Ask the .com TLD server: "Who should I contact for world.com?"
The .com TLD server replies: "world.com is managed by these authoritative servers, the address is Y.Y.Y.Y."
Ask the world.com authoritative server:
"What is the IP address of hello.world.com?"
The world.com authoritative server replies: "Here it is, the A record for hello.world.com is 143.54.1.8."
Results are sent back and cached:
The recursive resolver gets the final answer, 143.54.1.88, and happily sends it back to the client (all the way through the router).
This result is cached along the way: the ISP's resolver will cache it, your router (if it supports it) may also cache it, and your computer operating system will cache it as well. How long is it cached? Look at the TTL value of the record, which usually ranges from a few hours to a few days (for example, 1 to 72 hours).
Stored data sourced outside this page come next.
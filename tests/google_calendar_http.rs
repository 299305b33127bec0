mod common;

use chrono::{FixedOffset, NaiveDate};
use common::*;
use daily_agenda::classify::{calendar_failure, messages};
use daily_agenda::components::google_calendar::{
    AccessToken, CalendarProvider, DateWindow, EventQuery, EventTime, GoogleCalendarClient,
    ScheduleFetcher,
};
use daily_agenda::error::{Error, Fault};
use mockito::Matcher;
use reqwest::{Client, StatusCode};

const EVENTS_BODY: &str = r#"{
    "kind": "calendar#events",
    "items": [
        {
            "summary": "Standup",
            "start": {"dateTime": "2025-01-01T09:00:00+07:00"},
            "end": {"dateTime": "2025-01-01T10:30:00+07:00"}
        },
        {
            "summary": "New Year",
            "start": {"date": "2025-01-01"},
            "end": {"date": "2025-01-02"}
        },
        {
            "summary": "Cancelled instance"
        }
    ]
}"#;

const QUOTA_BODY: &str = r#"{
    "error": {
        "code": 403,
        "message": "Rate Limit Exceeded",
        "errors": [{"reason": "rateLimitExceeded"}]
    }
}"#;

fn date() -> NaiveDate {
    NaiveDate::from_ymd_opt(2025, 1, 1).unwrap()
}

fn offset() -> FixedOffset {
    FixedOffset::east_opt(7 * 3600).unwrap()
}

fn query(calendar_id: &str) -> EventQuery {
    let window = DateWindow::new(date(), offset());
    EventQuery {
        calendar_id: calendar_id.to_string(),
        time_min: window.time_min(),
        time_max: window.time_max(),
        max_results: 50,
        single_events: true,
        order_by: "startTime",
    }
}

fn window_query() -> Matcher {
    Matcher::AllOf(vec![
        Matcher::UrlEncoded("timeMin".into(), "2025-01-01T00:00:00+07:00".into()),
        Matcher::UrlEncoded("timeMax".into(), "2025-01-01T23:59:59+07:00".into()),
        Matcher::UrlEncoded("maxResults".into(), "50".into()),
        Matcher::UrlEncoded("singleEvents".into(), "true".into()),
        Matcher::UrlEncoded("orderBy".into(), "startTime".into()),
    ])
}

/// A 200 page is parsed into events; events without a start are dropped
#[tokio::test]
async fn test_list_events_parses_page() {
    let mut server = mockito::Server::new_async().await;
    let mock = server
        .mock("GET", "/calendars/primary/events")
        .match_header("authorization", "Bearer ya29.ok")
        .match_query(window_query())
        .with_status(200)
        .with_header("content-type", "application/json")
        .with_body(EVENTS_BODY)
        .create_async()
        .await;

    let client =
        GoogleCalendarClient::new("unused.json", Client::new()).with_api_base(server.url());
    let events = client
        .list_events(&AccessToken::new("ya29.ok"), &query("primary"))
        .await
        .unwrap();

    mock.assert_async().await;
    assert_eq!(events.len(), 2);
    assert_eq!(events[0].title, "Standup");
    assert_eq!(
        events[0].end,
        EventTime::DateTime("2025-01-01T10:30:00+07:00".to_string())
    );
    assert_eq!(events[1].start, EventTime::Date("2025-01-01".to_string()));
    assert_eq!(events[1].calendar_id, "primary");
}

/// A 403 carrying a rate-limit reason is a quota problem
#[tokio::test]
async fn test_list_events_quota_status() {
    let mut server = mockito::Server::new_async().await;
    let _mock = server
        .mock("GET", "/calendars/primary/events")
        .match_query(Matcher::Any)
        .with_status(403)
        .with_header("content-type", "application/json")
        .with_body(QUOTA_BODY)
        .create_async()
        .await;

    let client =
        GoogleCalendarClient::new("unused.json", Client::new()).with_api_base(server.url());
    let fault = client
        .list_events(&AccessToken::new("ya29.ok"), &query("primary"))
        .await
        .unwrap_err();

    assert!(matches!(
        &fault,
        Fault::Status { status, .. } if *status == StatusCode::FORBIDDEN
    ));
    assert_eq!(
        calendar_failure(&fault),
        Error::QuotaOrRateLimit(messages::CALENDAR_QUOTA)
    );
}

/// Expired credentials are refreshed and the new token is used for every calendar
#[tokio::test]
async fn test_fetch_refreshes_token_and_skips_rate_limited_calendar() {
    let (logs, _guard) = capture_logs();
    let mut server = mockito::Server::new_async().await;

    let refresh = server
        .mock("POST", "/token")
        .match_body(Matcher::AllOf(vec![
            Matcher::UrlEncoded("grant_type".into(), "refresh_token".into()),
            Matcher::UrlEncoded("refresh_token".into(), "1//refresh".into()),
            Matcher::UrlEncoded("client_id".into(), "client.apps.googleusercontent.com".into()),
        ]))
        .with_status(200)
        .with_header("content-type", "application/json")
        .with_body(r#"{"access_token": "ya29.refreshed", "expires_in": 3599}"#)
        .create_async()
        .await;
    let primary = server
        .mock("GET", "/calendars/primary/events")
        .match_header("authorization", "Bearer ya29.refreshed")
        .match_query(window_query())
        .with_status(200)
        .with_header("content-type", "application/json")
        .with_body(EVENTS_BODY)
        .create_async()
        .await;
    let holidays = server
        .mock("GET", Matcher::Regex(r"^/calendars/id\.indonesian".to_string()))
        .match_header("authorization", "Bearer ya29.refreshed")
        .with_status(403)
        .with_body(QUOTA_BODY)
        .create_async()
        .await;

    let token_file = expired_credentials("refresh-ok", &format!("{}/token", server.url()));
    let client = GoogleCalendarClient::new(token_file, Client::new()).with_api_base(server.url());
    let fetcher = ScheduleFetcher::new(
        client,
        vec!["primary".to_string(), HOLIDAYS.to_string()],
        offset(),
    );

    let summary = fetcher.fetch(date()).await.unwrap();

    refresh.assert_async().await;
    primary.assert_async().await;
    holidays.assert_async().await;
    assert_eq!(
        summary,
        "Schedule for 2025-01-01:\n\
         - [2025-01-01] Standup (09:00 - 10:30)\n\
         - [2025-01-01] New Year (All-day)\n"
    );

    let logs = logs.contents();
    assert!(logs.contains(messages::CALENDAR_QUOTA));
    assert!(!logs.contains("ya29.refreshed"));
    assert!(!logs.contains("Rate Limit Exceeded"));
}

/// A rejected refresh is an authentication failure and stops the fetch
#[tokio::test]
async fn test_rejected_refresh_is_authentication() {
    let mut server = mockito::Server::new_async().await;
    let _refresh = server
        .mock("POST", "/token")
        .with_status(400)
        .with_header("content-type", "application/json")
        .with_body(r#"{"error": "invalid_grant", "error_description": "Token has been expired or revoked."}"#)
        .create_async()
        .await;
    let events = server
        .mock("GET", Matcher::Any)
        .expect(0)
        .create_async()
        .await;

    let token_file = expired_credentials("refresh-400", &format!("{}/token", server.url()));
    let client = GoogleCalendarClient::new(token_file, Client::new()).with_api_base(server.url());

    let fault = client.authenticate().await.unwrap_err();
    assert!(matches!(fault, Fault::Token(_)));
    assert_eq!(
        calendar_failure(&fault),
        Error::Authentication(messages::CALENDAR_AUTH)
    );

    let fetcher = ScheduleFetcher::new(client, vec!["primary".to_string()], offset());
    assert_eq!(
        fetcher.fetch(date()).await.unwrap_err(),
        Error::Authentication(messages::CALENDAR_AUTH)
    );
    events.assert_async().await;
}

/// Refresh answers without a usable token are authentication failures
#[tokio::test]
async fn test_refresh_without_access_token() {
    for (name, body) in [
        ("refresh-missing", r#"{"expires_in": 3599, "token_type": "Bearer"}"#),
        ("refresh-empty", r#"{"access_token": ""}"#),
        ("refresh-garbage", "<html>oops</html>"),
    ] {
        let mut server = mockito::Server::new_async().await;
        let _refresh = server
            .mock("POST", "/token")
            .with_status(200)
            .with_body(body)
            .create_async()
            .await;

        let token_file = expired_credentials(name, &format!("{}/token", server.url()));
        let client = GoogleCalendarClient::new(token_file, Client::new());

        let fault = client.authenticate().await.unwrap_err();
        assert!(matches!(fault, Fault::Token(_)), "{}", name);
        assert_eq!(
            calendar_failure(&fault),
            Error::Authentication(messages::CALENDAR_AUTH)
        );
    }
}

/// An unreachable token endpoint is a network problem, whatever its URL says
#[tokio::test]
async fn test_unreachable_token_endpoint_is_network() {
    let token_file = expired_credentials("refresh-down", "http://127.0.0.1:1/token");
    let client = GoogleCalendarClient::new(token_file, Client::new());

    let fault = client.authenticate().await.unwrap_err();

    assert!(matches!(fault, Fault::Http(_)));
    assert!(!format!("{:?}", fault).contains("127.0.0.1:1/token"));
    assert_eq!(
        calendar_failure(&fault),
        Error::Network(messages::CALENDAR_NETWORK)
    );
}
Connection established: The client browser gets the IP address 143.54.1.88, and can finally send HTTP requests to this address to load web pages.
Conclusion
DNS is a complicated thing, not because it is difficult in itself, but because there are so many things to understand.
Even with these conceptual explanations and example demonstrations, we have only uncovered a corner of the world of DNS. What it can do in the real world and the impact it brings are far richer and more profound than what we have talked about here.